PROBLEM STATEMENT: Below are the entries. Transcribe exactly the lines from the one with "use crate::course::Course;" through the one with "fn doc_name(&self) -> &str;", ends included, and leave out all others.

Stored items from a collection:
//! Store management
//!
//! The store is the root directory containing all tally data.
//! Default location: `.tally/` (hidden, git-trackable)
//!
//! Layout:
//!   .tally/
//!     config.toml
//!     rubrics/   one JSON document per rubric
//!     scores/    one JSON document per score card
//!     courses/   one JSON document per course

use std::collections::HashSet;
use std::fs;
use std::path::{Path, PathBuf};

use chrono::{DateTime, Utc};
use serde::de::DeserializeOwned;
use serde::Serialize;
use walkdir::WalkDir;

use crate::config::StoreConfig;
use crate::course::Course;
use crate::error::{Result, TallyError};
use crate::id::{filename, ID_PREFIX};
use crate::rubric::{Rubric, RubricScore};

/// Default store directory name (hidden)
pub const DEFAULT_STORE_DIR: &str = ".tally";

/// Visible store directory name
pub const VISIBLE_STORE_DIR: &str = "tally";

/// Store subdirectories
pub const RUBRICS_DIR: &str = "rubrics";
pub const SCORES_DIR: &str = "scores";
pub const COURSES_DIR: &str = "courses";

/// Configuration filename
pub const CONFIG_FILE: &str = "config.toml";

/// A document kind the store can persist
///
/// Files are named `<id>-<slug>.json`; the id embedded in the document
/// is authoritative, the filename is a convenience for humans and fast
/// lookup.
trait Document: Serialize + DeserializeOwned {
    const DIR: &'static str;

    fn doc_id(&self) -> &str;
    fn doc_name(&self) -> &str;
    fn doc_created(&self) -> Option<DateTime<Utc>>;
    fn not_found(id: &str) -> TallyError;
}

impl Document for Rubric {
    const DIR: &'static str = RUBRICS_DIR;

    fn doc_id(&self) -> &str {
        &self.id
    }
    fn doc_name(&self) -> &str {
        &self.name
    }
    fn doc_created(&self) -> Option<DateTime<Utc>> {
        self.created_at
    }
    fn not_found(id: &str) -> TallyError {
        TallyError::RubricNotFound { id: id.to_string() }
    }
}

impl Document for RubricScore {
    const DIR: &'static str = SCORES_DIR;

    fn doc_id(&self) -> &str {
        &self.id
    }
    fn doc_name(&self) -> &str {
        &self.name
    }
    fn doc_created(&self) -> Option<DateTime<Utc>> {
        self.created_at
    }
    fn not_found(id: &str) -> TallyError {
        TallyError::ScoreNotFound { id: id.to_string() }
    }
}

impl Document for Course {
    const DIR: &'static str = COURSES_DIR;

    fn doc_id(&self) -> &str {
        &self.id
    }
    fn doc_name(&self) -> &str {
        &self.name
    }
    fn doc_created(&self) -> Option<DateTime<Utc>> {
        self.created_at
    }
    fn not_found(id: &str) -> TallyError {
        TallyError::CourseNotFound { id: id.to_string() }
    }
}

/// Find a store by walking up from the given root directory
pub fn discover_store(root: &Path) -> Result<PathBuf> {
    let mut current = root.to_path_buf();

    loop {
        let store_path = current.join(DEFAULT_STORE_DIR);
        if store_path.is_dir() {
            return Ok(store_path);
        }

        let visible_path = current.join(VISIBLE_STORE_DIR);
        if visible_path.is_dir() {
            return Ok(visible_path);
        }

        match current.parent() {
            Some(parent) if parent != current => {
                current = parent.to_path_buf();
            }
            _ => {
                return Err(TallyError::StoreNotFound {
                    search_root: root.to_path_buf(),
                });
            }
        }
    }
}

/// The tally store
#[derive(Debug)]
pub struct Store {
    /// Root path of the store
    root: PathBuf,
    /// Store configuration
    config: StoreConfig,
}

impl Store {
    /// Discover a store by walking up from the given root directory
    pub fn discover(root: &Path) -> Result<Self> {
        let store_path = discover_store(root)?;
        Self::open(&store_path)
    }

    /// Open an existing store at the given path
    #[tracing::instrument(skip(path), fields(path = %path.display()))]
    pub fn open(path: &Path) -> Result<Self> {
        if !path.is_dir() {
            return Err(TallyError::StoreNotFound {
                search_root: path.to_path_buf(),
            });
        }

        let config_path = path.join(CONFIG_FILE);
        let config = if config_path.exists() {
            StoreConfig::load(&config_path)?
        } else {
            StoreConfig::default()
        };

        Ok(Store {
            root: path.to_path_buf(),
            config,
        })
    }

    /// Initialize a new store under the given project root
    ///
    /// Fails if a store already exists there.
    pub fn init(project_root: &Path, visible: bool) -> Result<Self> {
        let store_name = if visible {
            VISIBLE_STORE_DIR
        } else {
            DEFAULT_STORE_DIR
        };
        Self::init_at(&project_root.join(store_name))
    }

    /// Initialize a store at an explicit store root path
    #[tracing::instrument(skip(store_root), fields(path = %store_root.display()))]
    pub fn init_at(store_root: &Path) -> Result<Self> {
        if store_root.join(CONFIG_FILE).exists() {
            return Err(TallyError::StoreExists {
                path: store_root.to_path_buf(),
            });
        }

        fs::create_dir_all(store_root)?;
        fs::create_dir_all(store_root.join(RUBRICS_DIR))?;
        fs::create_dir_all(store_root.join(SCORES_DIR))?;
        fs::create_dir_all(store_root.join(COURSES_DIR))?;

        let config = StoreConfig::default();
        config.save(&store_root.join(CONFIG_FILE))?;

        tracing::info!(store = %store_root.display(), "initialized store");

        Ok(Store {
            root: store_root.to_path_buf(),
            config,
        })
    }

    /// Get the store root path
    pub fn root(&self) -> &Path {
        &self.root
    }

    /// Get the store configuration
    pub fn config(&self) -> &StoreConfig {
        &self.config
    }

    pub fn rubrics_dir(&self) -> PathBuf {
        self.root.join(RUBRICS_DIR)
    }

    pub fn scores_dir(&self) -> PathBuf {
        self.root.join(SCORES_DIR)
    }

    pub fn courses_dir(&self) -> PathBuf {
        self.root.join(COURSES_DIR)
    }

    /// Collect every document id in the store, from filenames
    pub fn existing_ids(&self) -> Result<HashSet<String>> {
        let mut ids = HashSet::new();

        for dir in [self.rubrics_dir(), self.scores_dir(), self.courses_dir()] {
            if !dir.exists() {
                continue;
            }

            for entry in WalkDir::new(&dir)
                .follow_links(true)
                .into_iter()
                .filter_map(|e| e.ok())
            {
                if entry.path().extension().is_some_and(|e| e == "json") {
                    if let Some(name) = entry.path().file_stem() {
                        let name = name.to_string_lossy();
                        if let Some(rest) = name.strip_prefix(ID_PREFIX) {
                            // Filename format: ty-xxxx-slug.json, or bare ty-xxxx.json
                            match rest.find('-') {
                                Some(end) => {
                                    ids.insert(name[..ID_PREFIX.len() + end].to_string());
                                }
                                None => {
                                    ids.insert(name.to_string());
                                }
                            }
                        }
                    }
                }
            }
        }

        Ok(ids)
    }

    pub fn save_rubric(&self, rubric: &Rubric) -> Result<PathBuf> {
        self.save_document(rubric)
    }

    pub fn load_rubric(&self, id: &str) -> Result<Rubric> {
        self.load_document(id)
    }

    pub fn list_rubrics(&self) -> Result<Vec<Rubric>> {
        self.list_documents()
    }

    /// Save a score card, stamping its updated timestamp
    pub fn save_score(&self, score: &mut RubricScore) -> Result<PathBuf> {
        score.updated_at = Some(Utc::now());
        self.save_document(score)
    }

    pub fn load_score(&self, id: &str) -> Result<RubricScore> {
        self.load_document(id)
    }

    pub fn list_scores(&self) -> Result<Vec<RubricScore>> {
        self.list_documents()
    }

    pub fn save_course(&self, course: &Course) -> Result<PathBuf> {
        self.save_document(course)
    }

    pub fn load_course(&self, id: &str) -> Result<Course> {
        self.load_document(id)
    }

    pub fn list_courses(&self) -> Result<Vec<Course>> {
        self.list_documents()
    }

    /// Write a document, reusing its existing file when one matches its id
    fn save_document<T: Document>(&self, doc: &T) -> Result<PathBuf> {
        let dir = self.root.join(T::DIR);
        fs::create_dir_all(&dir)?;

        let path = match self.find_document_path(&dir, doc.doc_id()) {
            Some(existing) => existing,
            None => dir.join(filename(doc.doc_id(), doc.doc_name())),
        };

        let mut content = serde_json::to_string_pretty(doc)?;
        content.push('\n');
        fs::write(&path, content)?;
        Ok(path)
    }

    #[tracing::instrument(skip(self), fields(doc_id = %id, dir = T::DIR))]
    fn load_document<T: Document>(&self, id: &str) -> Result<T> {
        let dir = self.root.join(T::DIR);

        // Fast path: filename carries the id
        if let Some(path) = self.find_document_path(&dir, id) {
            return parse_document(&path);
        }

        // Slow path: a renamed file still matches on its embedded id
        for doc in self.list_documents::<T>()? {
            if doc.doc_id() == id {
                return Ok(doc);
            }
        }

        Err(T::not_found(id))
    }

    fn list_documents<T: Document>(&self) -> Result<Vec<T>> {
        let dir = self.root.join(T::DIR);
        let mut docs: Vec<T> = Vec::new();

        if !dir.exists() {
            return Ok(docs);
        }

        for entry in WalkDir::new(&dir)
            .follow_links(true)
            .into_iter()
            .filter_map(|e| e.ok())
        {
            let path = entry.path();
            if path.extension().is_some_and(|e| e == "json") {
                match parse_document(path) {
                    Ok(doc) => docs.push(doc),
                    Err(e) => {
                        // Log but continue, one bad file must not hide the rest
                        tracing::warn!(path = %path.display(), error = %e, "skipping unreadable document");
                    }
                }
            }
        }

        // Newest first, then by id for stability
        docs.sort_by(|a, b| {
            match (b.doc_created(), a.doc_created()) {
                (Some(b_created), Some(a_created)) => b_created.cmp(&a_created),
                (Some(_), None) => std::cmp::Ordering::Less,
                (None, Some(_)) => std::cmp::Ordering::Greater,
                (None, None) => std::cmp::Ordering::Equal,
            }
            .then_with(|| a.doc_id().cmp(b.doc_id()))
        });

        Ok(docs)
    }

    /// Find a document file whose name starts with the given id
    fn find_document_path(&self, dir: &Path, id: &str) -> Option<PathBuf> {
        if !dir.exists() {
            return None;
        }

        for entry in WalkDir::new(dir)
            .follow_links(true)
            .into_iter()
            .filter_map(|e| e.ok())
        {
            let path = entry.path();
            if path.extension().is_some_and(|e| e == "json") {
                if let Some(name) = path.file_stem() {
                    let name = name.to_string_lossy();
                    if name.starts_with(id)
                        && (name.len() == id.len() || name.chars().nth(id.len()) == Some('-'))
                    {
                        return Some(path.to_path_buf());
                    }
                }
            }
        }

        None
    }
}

* * *

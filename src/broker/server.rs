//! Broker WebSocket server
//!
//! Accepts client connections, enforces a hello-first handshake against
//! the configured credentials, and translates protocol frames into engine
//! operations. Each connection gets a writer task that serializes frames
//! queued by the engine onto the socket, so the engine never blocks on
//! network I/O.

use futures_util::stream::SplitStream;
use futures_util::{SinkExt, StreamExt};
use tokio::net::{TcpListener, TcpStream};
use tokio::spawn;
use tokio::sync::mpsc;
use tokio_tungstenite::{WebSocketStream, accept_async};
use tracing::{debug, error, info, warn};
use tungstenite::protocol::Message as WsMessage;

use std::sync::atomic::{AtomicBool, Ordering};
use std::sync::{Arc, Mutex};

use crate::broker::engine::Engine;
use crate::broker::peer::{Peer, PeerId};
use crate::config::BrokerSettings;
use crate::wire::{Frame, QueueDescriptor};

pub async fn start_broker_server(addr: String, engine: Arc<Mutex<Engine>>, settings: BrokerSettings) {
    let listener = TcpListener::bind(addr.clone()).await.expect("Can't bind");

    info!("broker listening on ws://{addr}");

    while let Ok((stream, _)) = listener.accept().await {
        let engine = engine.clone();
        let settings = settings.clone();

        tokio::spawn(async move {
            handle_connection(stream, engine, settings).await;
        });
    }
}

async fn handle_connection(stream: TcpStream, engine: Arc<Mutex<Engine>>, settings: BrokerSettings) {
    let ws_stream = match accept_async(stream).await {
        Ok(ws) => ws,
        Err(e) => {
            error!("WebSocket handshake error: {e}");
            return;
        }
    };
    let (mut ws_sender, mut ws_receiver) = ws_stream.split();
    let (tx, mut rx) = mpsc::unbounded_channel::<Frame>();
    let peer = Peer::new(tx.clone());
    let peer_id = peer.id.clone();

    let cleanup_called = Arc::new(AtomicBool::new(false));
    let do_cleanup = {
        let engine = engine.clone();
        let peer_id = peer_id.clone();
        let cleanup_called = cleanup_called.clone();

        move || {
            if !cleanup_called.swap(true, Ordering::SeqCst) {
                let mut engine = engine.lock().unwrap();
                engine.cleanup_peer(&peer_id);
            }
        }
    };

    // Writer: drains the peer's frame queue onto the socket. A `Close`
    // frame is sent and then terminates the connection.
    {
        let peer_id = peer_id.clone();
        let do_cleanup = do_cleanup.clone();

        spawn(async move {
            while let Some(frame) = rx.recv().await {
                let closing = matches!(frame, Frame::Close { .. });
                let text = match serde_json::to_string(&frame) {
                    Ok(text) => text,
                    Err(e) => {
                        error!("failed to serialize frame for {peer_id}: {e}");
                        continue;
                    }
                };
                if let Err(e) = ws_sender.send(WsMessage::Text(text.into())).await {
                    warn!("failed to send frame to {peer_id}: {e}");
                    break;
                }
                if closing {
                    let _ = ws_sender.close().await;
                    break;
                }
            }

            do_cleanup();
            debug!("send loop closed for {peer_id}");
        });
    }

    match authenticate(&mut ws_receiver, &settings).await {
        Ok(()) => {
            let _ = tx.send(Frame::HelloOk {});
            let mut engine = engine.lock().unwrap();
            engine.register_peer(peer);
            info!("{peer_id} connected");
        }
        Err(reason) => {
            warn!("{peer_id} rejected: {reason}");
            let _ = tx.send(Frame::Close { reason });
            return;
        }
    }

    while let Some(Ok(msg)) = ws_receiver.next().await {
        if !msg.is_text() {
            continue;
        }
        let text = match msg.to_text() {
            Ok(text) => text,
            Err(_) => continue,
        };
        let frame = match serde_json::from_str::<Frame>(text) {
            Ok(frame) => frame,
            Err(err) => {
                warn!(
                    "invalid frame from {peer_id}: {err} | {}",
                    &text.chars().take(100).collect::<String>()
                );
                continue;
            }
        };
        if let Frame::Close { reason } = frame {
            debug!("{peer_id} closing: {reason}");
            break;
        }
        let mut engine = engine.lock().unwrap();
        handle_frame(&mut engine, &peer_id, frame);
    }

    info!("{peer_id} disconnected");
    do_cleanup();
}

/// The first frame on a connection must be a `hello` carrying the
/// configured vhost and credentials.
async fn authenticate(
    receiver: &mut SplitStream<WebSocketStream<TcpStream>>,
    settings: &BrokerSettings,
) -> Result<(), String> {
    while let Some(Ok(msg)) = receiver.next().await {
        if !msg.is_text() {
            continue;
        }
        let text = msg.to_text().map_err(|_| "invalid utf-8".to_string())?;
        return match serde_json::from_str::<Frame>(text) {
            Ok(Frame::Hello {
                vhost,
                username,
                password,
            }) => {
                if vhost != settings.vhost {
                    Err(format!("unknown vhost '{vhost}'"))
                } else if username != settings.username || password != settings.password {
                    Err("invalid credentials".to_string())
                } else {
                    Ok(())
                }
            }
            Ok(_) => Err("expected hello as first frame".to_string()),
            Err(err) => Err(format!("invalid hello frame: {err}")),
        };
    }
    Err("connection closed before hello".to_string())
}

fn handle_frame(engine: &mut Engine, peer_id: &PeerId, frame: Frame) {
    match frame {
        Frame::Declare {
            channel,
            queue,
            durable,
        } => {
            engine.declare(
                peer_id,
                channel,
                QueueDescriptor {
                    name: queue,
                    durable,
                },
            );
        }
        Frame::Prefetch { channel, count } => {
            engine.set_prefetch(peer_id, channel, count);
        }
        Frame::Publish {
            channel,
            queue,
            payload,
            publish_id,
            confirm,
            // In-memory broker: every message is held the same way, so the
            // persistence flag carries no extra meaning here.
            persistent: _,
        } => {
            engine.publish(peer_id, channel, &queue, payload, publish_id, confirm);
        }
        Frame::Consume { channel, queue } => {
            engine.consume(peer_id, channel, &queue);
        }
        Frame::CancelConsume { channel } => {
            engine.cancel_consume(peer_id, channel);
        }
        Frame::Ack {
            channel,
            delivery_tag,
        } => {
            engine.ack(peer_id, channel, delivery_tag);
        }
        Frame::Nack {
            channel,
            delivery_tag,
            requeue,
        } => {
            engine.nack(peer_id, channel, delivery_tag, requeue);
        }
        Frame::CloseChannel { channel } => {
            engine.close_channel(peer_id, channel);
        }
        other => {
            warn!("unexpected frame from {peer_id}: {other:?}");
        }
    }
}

OUTPUT OF THE TASK:
use crate::course::Course;
use crate::error::{Result, TallyError};
use crate::id::{filename, ID_PREFIX};
use crate::rubric::{Rubric, RubricScore};

/// Default store directory name (hidden)
pub const DEFAULT_STORE_DIR: &str = ".tally";

/// Visible store directory name
pub const VISIBLE_STORE_DIR: &str = "tally";

/// Store subdirectories
pub const RUBRICS_DIR: &str = "rubrics";
pub const SCORES_DIR: &str = "scores";
pub const COURSES_DIR: &str = "courses";

/// Configuration filename
pub const CONFIG_FILE: &str = "config.toml";

/// A document kind the store can persist
///
/// Files are named `<id>-<slug>.json`; the id embedded in the document
/// is authoritative, the filename is a convenience for humans and fast
/// lookup.
trait Document: Serialize + DeserializeOwned {
    const DIR: &'static str;

    fn doc_id(&self) -> &str;
    fn doc_name(&self) -> &str;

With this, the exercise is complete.